In the study, the team examined how exposure to 1-HCHPK, MBB, and MTMP affected the growth of transplanted breast cancer tumors in mice.
They found that all these compounds caused a faster increase in the growth of breast tumors, within 13 weeks of treatment.
This study shows that in addition to promoting the proliferation of breast cancer cells in culture, these photoinitiators also increase the growth of breast tumors in animals.
This implies that they could also potentially hasten disease progression in breast cancer patients.
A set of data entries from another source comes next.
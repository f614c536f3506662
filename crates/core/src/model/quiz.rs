use chrono::{DateTime, Utc};
use serde::{Deserialize, Serialize};

use crate::model::ids::{QuizId, UserId};

//
// ─── QUESTION ──────────────────────────────────────────────────────────────────
//

/// Difficulty band for a quiz or an individual question.
#[derive(Debug, Clone, Copy, PartialEq, Eq, Default, Serialize, Deserialize)]
#[serde(rename_all = "lowercase")]
pub enum QuestionDifficulty {
    Easy,
    #[default]
    Medium,
    Hard,
}

impl QuestionDifficulty {
    #[must_use]
    pub fn as_str(self) -> &'static str {
        match self {
            QuestionDifficulty::Easy => "easy",
            QuestionDifficulty::Medium => "medium",
            QuestionDifficulty::Hard => "hard",
        }
    }

    /// Parses a difficulty string, `None` for anything unrecognized.
    #[must_use]
    pub fn parse(s: &str) -> Option<Self> {
        match s {
            "easy" => Some(QuestionDifficulty::Easy),
            "medium" => Some(QuestionDifficulty::Medium),
            "hard" => Some(QuestionDifficulty::Hard),
            _ => None,
        }
    }
}

/// A single multiple-choice question: four options, one correct index.
#[derive(Debug, Clone, PartialEq, Eq, Serialize, Deserialize)]
pub struct Question {
    pub prompt: String,
    pub options: Vec<String>,
    /// Index into `options`, always 0-3.
    pub correct_answer: u8,
    pub explanation: Option<String>,
    #[serde(default)]
    pub difficulty: QuestionDifficulty,
    #[serde(default)]
    pub topic: Option<String>,
    #[serde(default)]
    pub subtopic: Option<String>,
}

//
// ─── QUIZ RESULT ───────────────────────────────────────────────────────────────
//

/// The user's answer to one question of a submitted quiz.
///
/// `selected_answer` is the chosen option index, or `-1` when the question
/// was left unanswered.
#[derive(Debug, Clone, Copy, PartialEq, Eq, Serialize, Deserialize)]
pub struct AnswerRecord {
    pub question_index: u32,
    pub selected_answer: i32,
    pub is_correct: bool,
    pub time_spent_secs: u32,
}

/// A scored, submitted quiz. Read-mostly once stored.
#[derive(Debug, Clone, PartialEq)]
pub struct QuizResult {
    pub id: QuizId,
    pub user_id: UserId,
    pub topic: String,
    pub questions: Vec<Question>,
    pub answers: Vec<AnswerRecord>,
    pub score: u32,
    pub total_questions: u32,
    /// Derived: `round(100 * score / total_questions)`.
    pub percentage: u8,
    pub difficulty: QuestionDifficulty,
    pub created_at: DateTime<Utc>,
}

/// Percentage score for a quiz, rounded to the nearest whole number.
///
/// Replaces the original pre-save hook: callers compute this explicitly
/// before persisting. A zero-question quiz scores 0.
#[must_use]
pub fn calculate_percentage(score: u32, total_questions: u32) -> u8 {
    if total_questions == 0 {
        return 0;
    }
    #[allow(clippy::cast_possible_truncation, clippy::cast_sign_loss)]
    let percentage = ((f64::from(score) / f64::from(total_questions)) * 100.0).round() as u8;
    percentage
}

//
// ─── TESTS ─────────────────────────────────────────────────────────────────────
//

#[cfg(test)]
mod tests {
    use super::*;

    #[test]
    fn percentage_rounds_to_nearest() {
        assert_eq!(calculate_percentage(3, 4), 75);
        assert_eq!(calculate_percentage(4, 4), 100);
        assert_eq!(calculate_percentage(1, 3), 33);
        assert_eq!(calculate_percentage(2, 3), 67);
    }

    #[test]
    fn percentage_of_empty_quiz_is_zero() {
        assert_eq!(calculate_percentage(0, 0), 0);
    }

    #[test]
    fn difficulty_parse_roundtrips() {
        for difficulty in [
            QuestionDifficulty::Easy,
            QuestionDifficulty::Medium,
            QuestionDifficulty::Hard,
        ] {
            assert_eq!(QuestionDifficulty::parse(difficulty.as_str()), Some(difficulty));
        }
        assert_eq!(QuestionDifficulty::parse("impossible"), None);
    }

    #[test]
    fn question_serde_defaults_difficulty_to_medium() {
        let json = r#"{"prompt":"Q","options":["a","b","c","d"],"correct_answer":1,"explanation":null}"#;
        let question: Question = serde_json::from_str(json).unwrap();
        assert_eq!(question.difficulty, QuestionDifficulty::Medium);
    }
}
To understand the mechanism underlying these breast tumor-promoting effects, the team pre-treated the mice with tamoxifen—a compound that prevents estrogen or estrogen-like molecules from affecting cellular processes.
They found that tamoxifen pretreatment decreased the toxic effects of the photoinitiators, indicating that this toxicity was mediated by estrogen receptors.
Together, the results showed that 1-HCHPK, MBB, and MTMP have estrogen-like activity and could thus act as hormonal disruptions.
Given the important role of estrogen in regulating reproductive function in both men and women, such disruptions could affect not only patients with breast cancer, but also healthy people.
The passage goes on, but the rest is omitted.